Ryder took a deep breath. All her other protests died in her throat. She nodded. The rest of the examination was conducted in silence. Other than Lexi's occasional tapping, it was the machines humming and her breathing.

She had been trapped on bed for one week unconscious. That wasn't so bad, well other than the mounting work would be waiting for her, since she was unconscious for all of it. It was the week after that that was hell. Being weaned off the endotracheal tube took some doing, then it was test after test, to make sure her cognitive functions were intact. SAM being disconnected to allow her brain to completely rest during the coma. The silence in her head was strange and unfamiliar now. She missed her buddy. But that required a trip to the Hyperion for a full diagnostic check before Lexi would allow her to reconnect to SAM again.

But all in all, it was fine. She was fine, well other than the sore ribs and a broken dominant arm. But nobody took her word for it. It was just as well, since she was't a doctor.

"Tell me what is the last thing you remember?"

Ryder sighed. "Waking up this morning."

Lexi gave her the patent-pending look™.

"Right, sorry. No jokes," she groused.

Squeezing her eyes shut, she sorted and sifted through her memories. It was like trying to hold water with her bare hands. The more she tried, the more harder the task was. Her head was already throbbing most of the time. Concussion, that was what Lexi told her.

Well, the con-fucking-cussion can suck a dick.

She frowned, eyes still closed. "I had a meeting with one of Kandros' APEX captains, I think. I met up with Evfra?"

"You meet with the captains and Evfra almost everyday," Lexi pointed out, she pinched the bridge of her nose. "Let me put it this way, what's the last thing you remember before waking up here?"

Ryder blinked. "Last thing huh…"

She remembered the endless meetings she had with the Resistance members verifying the plans they had made earlier. She remembered running the plans through with their APEX counterparts. She remembered speaking to the Moshae.
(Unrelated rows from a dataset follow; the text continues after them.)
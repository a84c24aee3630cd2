#[cfg(test)]
use std::collections::VecDeque;
use std::time::{SystemTime, UNIX_EPOCH};

use crate::drivers::mode::AcquisitionMode;
use crate::drivers::ViewerError;

/// One reading in the shape the headset publishes for each mode.
/// Values follow the order of [`AcquisitionMode::channel_names`].
#[derive(Clone, Debug, PartialEq)]
pub enum ModeReading {
    CommonReference([f64; 10]),
    AverageReference([f64; 10]),
    LongitudinalBipolar([f64; 8]),
    TransverseBipolar([f64; 5]),
}

impl ModeReading {
    pub fn mode(&self) -> AcquisitionMode {
        match self {
            ModeReading::CommonReference(_) => AcquisitionMode::CommonReference,
            ModeReading::AverageReference(_) => AcquisitionMode::AverageReference,
            ModeReading::LongitudinalBipolar(_) => AcquisitionMode::LongitudinalBipolar,
            ModeReading::TransverseBipolar(_) => AcquisitionMode::TransverseBipolar,
        }
    }

    pub fn values(&self) -> &[f64] {
        match self {
            ModeReading::CommonReference(v) | ModeReading::AverageReference(v) => v.as_slice(),
            ModeReading::LongitudinalBipolar(v) => v.as_slice(),
            ModeReading::TransverseBipolar(v) => v.as_slice(),
        }
    }

    /// Builds the reading for `mode` from ordered values.
    pub fn from_values(mode: AcquisitionMode, values: &[f64]) -> Result<Self, ViewerError> {
        let wrong_len = || {
            ViewerError::schema(
                mode,
                format!("expected {} values, got {}", mode.channel_count(), values.len()),
            )
        };
        Ok(match mode {
            AcquisitionMode::CommonReference => {
                ModeReading::CommonReference(values.try_into().map_err(|_| wrong_len())?)
            }
            AcquisitionMode::AverageReference => {
                ModeReading::AverageReference(values.try_into().map_err(|_| wrong_len())?)
            }
            AcquisitionMode::LongitudinalBipolar => {
                ModeReading::LongitudinalBipolar(values.try_into().map_err(|_| wrong_len())?)
            }
            AcquisitionMode::TransverseBipolar => {
                ModeReading::TransverseBipolar(values.try_into().map_err(|_| wrong_len())?)
            }
        })
    }
}

/// Seconds since the Unix epoch, the clock message stamps are given in.
pub fn wallclock() -> f64 {
    SystemTime::now()
        .duration_since(UNIX_EPOCH)
        .map(|d| d.as_secs_f64())
        .unwrap_or_default()
}

/// Message delivered by a device subscription. `stamp` is wallclock seconds.
#[derive(Clone, Debug, PartialEq)]
pub enum InboundMessage {
    Reading {
        stamp: f64,
        reading: ModeReading,
    },
    Event {
        stamp: f64,
        id: String,
        status: String,
        remark: String,
    },
}

/// Something that yields device messages on demand.
///
/// `Ok(None)` means nothing is available right now; the caller polls again.
pub trait SignalSource: Send {
    fn next_message(&mut self) -> Result<Option<InboundMessage>, ViewerError>;

    /// `true` once the source will never yield again.
    fn is_exhausted(&self) -> bool {
        false
    }
}

/// In-memory source for deterministic playback in tests.
#[cfg(test)]
pub struct ManualSource {
    queue: VecDeque<InboundMessage>,
}

#[cfg(test)]
impl ManualSource {
    pub fn new(messages: impl IntoIterator<Item = InboundMessage>) -> Self {
        Self {
            queue: messages.into_iter().collect(),
        }
    }
}

#[cfg(test)]
impl SignalSource for ManualSource {
    fn next_message(&mut self) -> Result<Option<InboundMessage>, ViewerError> {
        Ok(self.queue.pop_front())
    }

    fn is_exhausted(&self) -> bool {
        self.queue.is_empty()
    }
}

#[cfg(test)]
mod tests {
    use super::*;

    #[test]
    fn reading_shape_matches_mode_table() {
        for mode in AcquisitionMode::ALL {
            let values = vec![1.0; mode.channel_count()];
            let reading = ModeReading::from_values(mode, &values).unwrap();
            assert_eq!(reading.mode(), mode);
            assert_eq!(reading.values().len(), mode.channel_count());
        }
        assert!(ModeReading::from_values(AcquisitionMode::TransverseBipolar, &[0.0; 8]).is_err());
    }

    #[test]
    fn manual_source_drains_in_order() {
        let mut src = ManualSource::new(vec![
            InboundMessage::Reading {
                stamp: 1.0,
                reading: ModeReading::TransverseBipolar([0.0; 5]),
            },
            InboundMessage::Event {
                stamp: 2.0,
                id: "e1".into(),
                status: "start".into(),
                remark: String::new(),
            },
        ]);
        assert!(matches!(
            src.next_message().unwrap(),
            Some(InboundMessage::Reading { stamp, .. }) if stamp == 1.0
        ));
        assert!(!src.is_exhausted());
        assert!(matches!(
            src.next_message().unwrap(),
            Some(InboundMessage::Event { id, .. }) if id == "e1"
        ));
        assert!(src.is_exhausted());
        assert!(src.next_message().unwrap().is_none());
    }
}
She bit her lip unable to control the flush rising up her checks.

"You remembered something." It was a statement, not a question.

Ryder nodded. "Err… It's a conversation I had with the Moshae," she said, averting her eyes. "Rather, the Moshae had with me."

"Is that the last thing you remembered?"

She cocked her head. "No, I don't think so. I remember something about a special dinner with someone. Was it with the captains? Maybe a celebration?"

"And that's the last thing?"

"This was the morning of? The night before the joint exercise?"

"I… I'm not sure," she pressed her hand against her temple, trying to hold her head together by sheer force.

"That's enough. It's fine. I think this is as far as your memory goes."

"Will I remember?" Ryder asked, frustration forming a crease across her brow.

Lexi glanced at her omni-tool and was busy with the machines. She didn't answer. Ryder grunted as she tried to lever herself upright. Lexi pressed her back onto the bed. A single tap on the bed controls and it shifted into her into a sitting position.

"I am not an invalid," she pointed out.

"You're just close to one."

Her jaw tightened. Lexi patted her arm and handed her the controls to her bed. She gathered up her datapads. "Rest, that's what you need to do. I'll be back tomorrow."

As she had one foot across the threshold, Ryder called out. "Lexi."

The doctor stiffened and turned to meet her eyes.

"Will I remember?"

"Unlikely."

The silence that was left in the wake of Lexi's departure was deafening. Ryder hummed to fill it.